Social prescribing was rolled out in 2019 as 1 of the 6 core pillars of a comprehensive model of personalized patient care. Its goal was to be able to link patients to community activities and groups that can meet their other socially-related medical needs.1 Besides the arts and culture, referrals include assistance with debt, discrimination, education, food, fuel, housing, loneliness, and transportation, among other needs. The social prescribing link workers—also called community connectors, well-being advisors, or community navigators—are mainly located in primary care network teams, though that is not a necessity. Prior research has indicated that social needs can affect up to half of health outcomes.

This new endeavor is scheduled to be reevaluated in 2024 for possible continued funding. However, much of the time it has existed has been during the unexpected COVID-19 pandemic, which will complicate its assessment. It disrupted the integration of the social prescribing link workers into existing primary care teams.

In some ways, social link workers are similar to the roles that caseworkers and paraprofessionals have had with the most seriously mentally ill for decades in the United States.2 It is just that this model never expanded into other mental health and general health care, but our experience with that certainly suggests a wider social model can work well.

Recently, the New England Journal of Medicine’s Catalyst Insights Council examined social needs. As a participant in the council, I just received the results and commentary. Strong interest was present in the representatives from the United States and other countries for addressing social determinants of health, but alongside that, frustration in establishing actual programs and getting adequate funding coverage. Only half of respondents said that their health care organizations efforts in addressing social needs were going well. Most said that government funding was necessary, which is exactly what Great Britain’s NHS is doing.

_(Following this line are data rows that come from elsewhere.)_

//! Prefecture → region lookup and region-pair distance buckets.

use serde::{Deserialize, Serialize};

/// Coarse rate-table region. Rate matrices are indexed by these codes, never by prefecture.
#[derive(Clone, Copy, Debug, PartialEq, Eq, Hash, Serialize, Deserialize)]
#[serde(rename_all = "camelCase")]
pub enum Region {
    Hokkaido,
    KitaTohoku,
    MinamiTohoku,
    Kanto,
    Shinetsu,
    Hokuriku,
    Chubu,
    Kansai,
    Chugoku,
    Shikoku,
    Kyushu,
    Okinawa,
}

pub const REGION_COUNT: usize = 12;

impl Region {
    /// Region used whenever a prefecture cannot be resolved.
    pub const DEFAULT: Region = Region::Kanto;

    pub const ALL: [Region; REGION_COUNT] = [
        Region::Hokkaido,
        Region::KitaTohoku,
        Region::MinamiTohoku,
        Region::Kanto,
        Region::Shinetsu,
        Region::Hokuriku,
        Region::Chubu,
        Region::Kansai,
        Region::Chugoku,
        Region::Shikoku,
        Region::Kyushu,
        Region::Okinawa,
    ];

    /// Row/column position inside a rate matrix.
    pub fn index(self) -> usize {
        self as usize
    }

    pub fn label(&self) -> &'static str {
        match self {
            Region::Hokkaido => "北海道",
            Region::KitaTohoku => "北東北",
            Region::MinamiTohoku => "南東北",
            Region::Kanto => "関東",
            Region::Shinetsu => "信越",
            Region::Hokuriku => "北陸",
            Region::Chubu => "中部",
            Region::Kansai => "関西",
            Region::Chugoku => "中国",
            Region::Shikoku => "四国",
            Region::Kyushu => "九州",
            Region::Okinawa => "沖縄",
        }
    }

    /// Hand-curated neighbour list. Not transitive.
    pub fn neighbors(&self) -> &'static [Region] {
        use Region::*;
        match self {
            Hokkaido => &[KitaTohoku, MinamiTohoku],
            KitaTohoku => &[MinamiTohoku, Kanto, Hokkaido],
            MinamiTohoku => &[KitaTohoku, Kanto, Hokkaido],
            Kanto => &[Shinetsu, Hokuriku, Chubu, KitaTohoku, MinamiTohoku],
            Shinetsu => &[Hokuriku, Chubu, Kanto, Kansai, Chugoku],
            Hokuriku => &[Shinetsu, Chubu, Kanto, Kansai, Chugoku],
            Chubu => &[Shinetsu, Hokuriku, Kanto, Kansai, Chugoku],
            Kansai => &[Shinetsu, Hokuriku, Chubu, Chugoku],
            Chugoku => &[Kansai, Shinetsu, Hokuriku, Chubu, Shikoku, Kyushu],
            Shikoku => &[Chugoku, Kyushu],
            Kyushu => &[Chugoku, Shikoku],
            Okinawa => &[],
        }
    }
}

#[derive(Clone, Copy, Debug, PartialEq, Eq, Hash, Serialize, Deserialize)]
#[serde(rename_all = "camelCase")]
pub enum DistanceBucket {
    Same,
    Neighbor,
    Distant,
}

const PREFECTURES: [(&str, Region); 47] = [
    ("北海道", Region::Hokkaido),
    ("青森県", Region::KitaTohoku),
    ("岩手県", Region::KitaTohoku),
    ("秋田県", Region::KitaTohoku),
    ("宮城県", Region::MinamiTohoku),
    ("山形県", Region::MinamiTohoku),
    ("福島県", Region::MinamiTohoku),
    ("茨城県", Region::Kanto),
    ("栃木県", Region::Kanto),
    ("群馬県", Region::Kanto),
    ("埼玉県", Region::Kanto),
    ("千葉県", Region::Kanto),
    ("東京都", Region::Kanto),
    ("神奈川県", Region::Kanto),
    ("山梨県", Region::Kanto),
    ("新潟県", Region::Shinetsu),
    ("長野県", Region::Shinetsu),
    ("富山県", Region::Hokuriku),
    ("石川県", Region::Hokuriku),
    ("福井県", Region::Hokuriku),
    ("岐阜県", Region::Chubu),
    ("静岡県", Region::Chubu),
    ("愛知県", Region::Chubu),
    ("三重県", Region::Chubu),
    ("滋賀県", Region::Kansai),
    ("京都府", Region::Kansai),
    ("大阪府", Region::Kansai),
    ("兵庫県", Region::Kansai),
    ("奈良県", Region::Kansai),
    ("和歌山県", Region::Kansai),
    ("鳥取県", Region::Chugoku),
    ("島根県", Region::Chugoku),
    ("岡山県", Region::Chugoku),
    ("広島県", Region::Chugoku),
    ("山口県", Region::Chugoku),
    ("徳島県", Region::Shikoku),
    ("香川県", Region::Shikoku),
    ("愛媛県", Region::Shikoku),
    ("高知県", Region::Shikoku),
    ("福岡県", Region::Kyushu),
    ("佐賀県", Region::Kyushu),
    ("長崎県", Region::Kyushu),
    ("熊本県", Region::Kyushu),
    ("大分県", Region::Kyushu),
    ("宮崎県", Region::Kyushu),
    ("鹿児島県", Region::Kyushu),
    ("沖縄県", Region::Okinawa),
];

/// All 47 official prefecture names, north to south.
pub fn prefectures() -> impl Iterator<Item = &'static str> {
    PREFECTURES.iter().map(|(name, _)| *name)
}

/// Turns a short or decorated prefecture name into the official one.
///
/// "東京" → "東京都", "神奈川" → "神奈川県", "大阪市北区" → "大阪府".
/// Returns `None` when nothing matches.
pub fn correct_prefecture(input: &str) -> Option<&'static str> {
    let trimmed = input.trim();
    if trimmed.is_empty() {
        return None;
    }

    if let Some((name, _)) = PREFECTURES.iter().find(|(name, _)| *name == trimmed) {
        return Some(name);
    }

    PREFECTURES
        .iter()
        .map(|(name, _)| *name)
        .find(|name| {
            let stem = prefecture_stem(name);
            trimmed.starts_with(stem)
        })
}

fn prefecture_stem(name: &'static str) -> &'static str {
    name.strip_suffix(['都', '道', '府', '県']).unwrap_or(name)
}

/// Region for a prefecture name. Unknown input resolves to [`Region::DEFAULT`].
pub fn region_of(prefecture: &str) -> Region {
    correct_prefecture(prefecture)
        .and_then(|name| {
            PREFECTURES
                .iter()
                .find(|(candidate, _)| *candidate == name)
                .map(|(_, region)| *region)
        })
        .unwrap_or(Region::DEFAULT)
}

pub fn distance_bucket(from: Region, to: Region) -> DistanceBucket {
    if from == to {
        DistanceBucket::Same
    } else if from.neighbors().contains(&to) {
        DistanceBucket::Neighbor
    } else {
        DistanceBucket::Distant
    }
}

#[cfg(test)]
mod tests {
    use super::*;

    #[test]
    fn maps_official_names() {
        assert_eq!(region_of("東京都"), Region::Kanto);
        assert_eq!(region_of("大阪府"), Region::Kansai);
        assert_eq!(region_of("北海道"), Region::Hokkaido);
        assert_eq!(region_of("沖縄県"), Region::Okinawa);
        assert_eq!(region_of("山梨県"), Region::Kanto);
        assert_eq!(region_of("三重県"), Region::Chubu);
    }

    #[test]
    fn unknown_prefecture_falls_back_to_default_region() {
        assert_eq!(region_of("ロンドン"), Region::DEFAULT);
        assert_eq!(region_of(""), Region::DEFAULT);
        assert_eq!(region_of("   "), Region::DEFAULT);
    }

    #[test]
    fn corrects_short_forms() {
        assert_eq!(correct_prefecture("東京"), Some("東京都"));
        assert_eq!(correct_prefecture(" 神奈川 "), Some("神奈川県"));
        assert_eq!(correct_prefecture("京都"), Some("京都府"));
        assert_eq!(correct_prefecture("大阪市北区"), Some("大阪府"));
        assert_eq!(correct_prefecture("北海道札幌市"), Some("北海道"));
        assert_eq!(correct_prefecture("未知"), None);
        assert_eq!(region_of("福岡"), Region::Kyushu);
    }

    #[test]
    fn tokyo_is_not_mistaken_for_kyoto() {
        assert_eq!(correct_prefecture("東京都"), Some("東京都"));
        assert_eq!(region_of("東京"), Region::Kanto);
    }

    #[test]
    fn same_region_is_always_same_bucket() {
        for region in Region::ALL {
            assert_eq!(distance_bucket(region, region), DistanceBucket::Same);
        }
    }

    #[test]
    fn neighbours_and_distant_pairs() {
        assert_eq!(
            distance_bucket(Region::Kanto, Region::Chubu),
            DistanceBucket::Neighbor
        );
        assert_eq!(
            distance_bucket(Region::Kanto, Region::Kansai),
            DistanceBucket::Distant
        );
        assert_eq!(
            distance_bucket(Region::Okinawa, Region::Kyushu),
            DistanceBucket::Distant
        );
        assert_eq!(
            distance_bucket(Region::Hokkaido, Region::KitaTohoku),
            DistanceBucket::Neighbor
        );
    }

    #[test]
    fn prefecture_list_is_complete_and_indexes_line_up() {
        assert_eq!(prefectures().count(), 47);
        for (position, region) in Region::ALL.iter().enumerate() {
            assert_eq!(region.index(), position);
        }
    }
}
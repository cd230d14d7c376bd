//! Built-in shipping service catalog.

use serde::{Deserialize, Serialize};

use super::eligibility::{Eligibility, SizeLimit};
use super::rates::{
    Pricing, NEKOPOS_RATE, TAKKYUBIN_60_RATES, TAKKYUBIN_COMPACT_RATES, YUPACKET_POST_RATE,
    YUPACKET_RATES, YUPACK_60_RATES,
};
use super::size::SizeCode;

#[derive(Clone, Copy, Debug, PartialEq, Eq, Hash, Serialize, Deserialize)]
#[serde(rename_all = "camelCase")]
pub enum Provider {
    JapanPost,
    Yamato,
}

impl Provider {
    pub fn label(&self) -> &'static str {
        match self {
            Provider::JapanPost => "日本郵便",
            Provider::Yamato => "ヤマト運輸",
        }
    }
}

/// One immutable catalog entry.
#[derive(Clone, Copy, Debug, PartialEq)]
pub struct ShippingService {
    pub id: &'static str,
    pub name: &'static str,
    pub emoji: &'static str,
    pub provider: Provider,
    pub eligibility: Eligibility,
    pub pricing: Pricing,
    pub delivery_days: &'static str,
    pub features: &'static [&'static str],
    /// Flat yen reduction when the parcel is handed in at a counter.
    pub drop_off_discount: Option<u32>,
}

const BOX_TIERS: &[SizeCode] = &[
    SizeCode::S60,
    SizeCode::S80,
    SizeCode::S100,
    SizeCode::S120,
    SizeCode::S140,
    SizeCode::S160,
    SizeCode::S180,
    SizeCode::S200,
];

pub const YAMATO_DROP_OFF_DISCOUNT: u32 = 110;
pub const JAPAN_POST_DROP_OFF_DISCOUNT: u32 = 120;

pub static SERVICES: &[ShippingService] = &[
    ShippingService {
        id: "yupacket-post",
        name: "ゆうパケットポスト",
        emoji: "📮",
        provider: Provider::JapanPost,
        eligibility: Eligibility::Dimensions(SizeLimit {
            max_length: 32.7,
            max_width: 22.8,
            max_thickness: 3.0,
            max_weight: 2000,
        }),
        pricing: Pricing::Flat(YUPACKET_POST_RATE),
        delivery_days: "1〜3日",
        features: &["コンビニ持込可", "追跡あり", "全国一律料金"],
        drop_off_discount: None,
    },
    ShippingService {
        id: "nekopos",
        name: "ネコポス",
        emoji: "🐱",
        provider: Provider::Yamato,
        eligibility: Eligibility::Dimensions(SizeLimit {
            max_length: 31.2,
            max_width: 22.8,
            max_thickness: 2.5,
            max_weight: 1000,
        }),
        pricing: Pricing::Flat(NEKOPOS_RATE),
        delivery_days: "1〜2日",
        features: &["自宅集荷", "追跡あり", "全国一律料金"],
        drop_off_discount: None,
    },
    ShippingService {
        id: "yupacket",
        name: "ゆうパケット",
        emoji: "📦",
        provider: Provider::JapanPost,
        eligibility: Eligibility::Dimensions(SizeLimit {
            max_length: 34.0,
            max_width: 25.0,
            max_thickness: 3.0,
            max_weight: 1000,
        }),
        pricing: Pricing::ByDistance(YUPACKET_RATES),
        delivery_days: "1〜3日",
        features: &["ポスト投函", "追跡あり", "郵便局持込"],
        drop_off_discount: None,
    },
    ShippingService {
        id: "takkyubin-compact",
        name: "宅急便コンパクト",
        emoji: "📦",
        provider: Provider::Yamato,
        eligibility: Eligibility::Tiers {
            tiers: &[SizeCode::Compact],
            max_weight: 30_000,
        },
        pricing: Pricing::Matrix(&TAKKYUBIN_COMPACT_RATES),
        delivery_days: "翌日〜2日",
        features: &["専用BOX", "追跡あり", "手渡し"],
        drop_off_discount: Some(YAMATO_DROP_OFF_DISCOUNT),
    },
    ShippingService {
        id: "takkyubin",
        name: "宅急便",
        emoji: "🚚",
        provider: Provider::Yamato,
        eligibility: Eligibility::Tiers {
            tiers: BOX_TIERS,
            max_weight: 25_000,
        },
        pricing: Pricing::Matrix(&TAKKYUBIN_60_RATES),
        delivery_days: "翌日〜2日",
        features: &["手渡し", "追跡あり", "損害賠償"],
        drop_off_discount: Some(YAMATO_DROP_OFF_DISCOUNT),
    },
    ShippingService {
        id: "yupack",
        name: "ゆうパック",
        emoji: "📮",
        provider: Provider::JapanPost,
        eligibility: Eligibility::Tiers {
            tiers: BOX_TIERS,
            max_weight: 25_000,
        },
        pricing: Pricing::ByDistance(YUPACK_60_RATES),
        delivery_days: "1〜2日",
        features: &["大型対応", "追跡あり", "損害賠償"],
        drop_off_discount: Some(JAPAN_POST_DROP_OFF_DISCOUNT),
    },
];

pub fn service_by_id(id: &str) -> Option<&'static ShippingService> {
    SERVICES.iter().find(|service| service.id == id)
}
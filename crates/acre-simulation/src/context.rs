use acre_core::{ContentSource, OccupantId};
use rand::rngs::StdRng;

use crate::clock::SimClock;
use crate::config::SimConfig;
use crate::event::{EventLog, SimEvent, SimEventKind};

/// Everything a pass needs besides the location it is updating.
///
/// Who is watching and which location is active are passed in explicitly;
/// no pass reaches for global state.
pub struct SimContext<'a> {
    /// Frame counter and calendar.
    pub clock: &'a SimClock,
    /// Run configuration.
    pub config: &'a SimConfig,
    /// Seeded generator shared by every pass.
    pub rng: &'a mut StdRng,
    /// Sink for simulation events.
    pub events: &'a mut EventLog,
    /// Map loader for lazy reloads. Without one, dirty maps stay dirty.
    pub content: Option<&'a dyn ContentSource>,
    /// The farmer the frame is rendered for.
    pub viewer: Option<OccupantId>,
    /// Name of the location being viewed.
    pub active_location: Option<&'a str>,
}

impl SimContext<'_> {
    /// Emit a simulation event stamped with the current frame and date.
    pub fn emit(&mut self, kind: SimEventKind, description: impl Into<String>) {
        self.events.push(SimEvent::new(
            self.clock.frame(),
            self.clock.date(),
            kind,
            description,
        ));
    }

    /// Current frame number.
    pub fn frame(&self) -> u64 {
        self.clock.frame()
    }

    /// Milliseconds simulated by this frame.
    pub fn elapsed_ms(&self) -> u32 {
        self.config.frame_ms
    }

    /// Whether `location` is the one being viewed.
    pub fn is_active(&self, location: &str) -> bool {
        self.active_location == Some(location)
    }
}
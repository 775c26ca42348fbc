//! Spatial state of a single game location: the tile grid, the entities that
//! occupy it, and the queries every other subsystem asks of it.
//!
//! A [`Location`] owns its [`Grid`] and one collection per occupant category.
//! Occupancy and collision questions go through [`Location::occupancy`];
//! runtime map overlays through [`Location::apply_map_override`]. The crate
//! has no notion of time; the simulation crate drives updates.

/// Action verb registry for `Action` tile properties.
pub mod action;
/// Characters, farmers and farm animals.
pub mod actor;
/// Buildings with doors, interiors and construction counters.
pub mod building;
/// Seasons and the day calendar.
pub mod calendar;
/// Point-keyed and deferred-removal entity collections.
pub mod collections;
/// Content source trait and JSON map documents.
pub mod content;
/// Error types used throughout the crate.
pub mod error;
/// Lifecycle events reported by locations.
pub mod event;
/// Multi-tile furniture.
pub mod furniture;
/// Tile and pixel coordinates and rectangles.
pub mod geometry;
/// Layers, tiles and the grid.
pub mod grid;
/// The location: owner of the grid and every entity collection.
pub mod location;
/// Collision categories and collision flags.
pub mod mask;
/// Placed point objects.
pub mod object;
/// Occupancy and collision queries.
pub mod occupancy;
/// Occupant identifiers and the tagged occupant view.
pub mod occupant;
/// Runtime map patches.
pub mod patch;
/// Placement and farming operations.
pub mod placement;
/// Standard layer and property names, lenient property parsing.
pub mod properties;
/// ASCII rendering of occupancy.
pub mod render;
/// Per-location spawn, decay and growth rules.
pub mod rules;
/// Resumable scripted sequences.
pub mod script;
/// Persistence snapshots.
pub mod snapshot;
/// Terrain features, bushes and resource clumps.
pub mod terrain;
/// Tilesheets and the tilesheet registry.
pub mod tilesheet;
/// Critters, debris, projectiles, sprites, lights, fixtures and bridges.
pub mod transient;
/// The set of loaded locations.
pub mod world;

/// Re-export action registry types.
pub use action::{ActionInvocation, ActionRegistry};
/// Re-export content types.
pub use content::{ContentSource, InMemoryContent, MapDocument};
/// Re-export error types.
pub use error::{CoreError, CoreResult};
/// Re-export location events.
pub use event::LocationEvent;
/// Re-export geometry types.
pub use geometry::{PixelPos, PixelRect, TILE_SIZE, TilePos, TileRect, Velocity};
/// Re-export grid types.
pub use grid::{Grid, Layer, Tile};
/// Re-export the location.
pub use location::Location;
/// Re-export collision masks.
pub use mask::{CollisionFlags, CollisionMask};
/// Re-export occupancy query types.
pub use occupancy::{Mover, MoverKind, Occupancy};
/// Re-export occupant identity types.
pub use occupant::{Occupant, OccupantId, OccupantKind};
/// Re-export location rules.
pub use rules::{LocationKind, LocationRules};
/// Re-export snapshot types.
pub use snapshot::LocationSnapshot;
/// Re-export the world.
pub use world::World;
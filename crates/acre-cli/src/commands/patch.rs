use std::fs;
use std::path::Path;

use colored::Colorize;

use acre_core::TileRect;

pub fn run(
    file: &Path,
    source: &Path,
    key: &str,
    dest: Option<TileRect>,
    output: Option<&Path>,
) -> Result<(), String> {
    let mut location = super::load_location(file)?;
    let source_grid = super::load_map(source)?;

    let applied = location.apply_map_override(&source_grid, key, None, dest, None);
    if applied {
        eprintln!("  {} patch '{key}' to '{}'", "Applied".green().bold(), location.name());
    } else {
        eprintln!("  {} patch '{key}' already applied", "Skipped".yellow().bold());
    }

    let json = super::location_json(&location)?;
    match output {
        Some(path) => fs::write(path, json + "\n")
            .map_err(|e| format!("cannot write {}: {e}", path.display()))?,
        None => println!("{json}"),
    }
    Ok(())
}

The good news, then, is that concern about social needs is increasing globally in health care. Now the practical problems need to be overcome. If that occurs, the social in the traditional bio-psycho-social model of medicine will become more of an equal partner. Just as there is no health without mental health, there is no optimal health without adequate social health, is there?

Dr Moffic is an award-winning psychiatrist who has specialized in the cultural and ethical aspects of psychiatry. A prolific writer and speaker, he received the one-time designation of Hero of Public Psychiatry from the Assembly of the American Psychiatric Association in 2002. He is an advocate for mental health issues related to climate instability, burnout, Islamophobia, and anti-Semitism for a better world. He serves on the Editorial Board of Psychiatric Times.


1. Westlake D, Tierney S, Wong G, Mahtani KR. Social prescribing in the NHS - is it too soon to judge its value? BMJ. 2023;380:699.

2. Moffic HS, Patterson GK, Laval R, Adams GL. Paraprofessionals and psychiatric teams: an updated review. Hosp Community Psychiatry. 1984;35(1):61-67.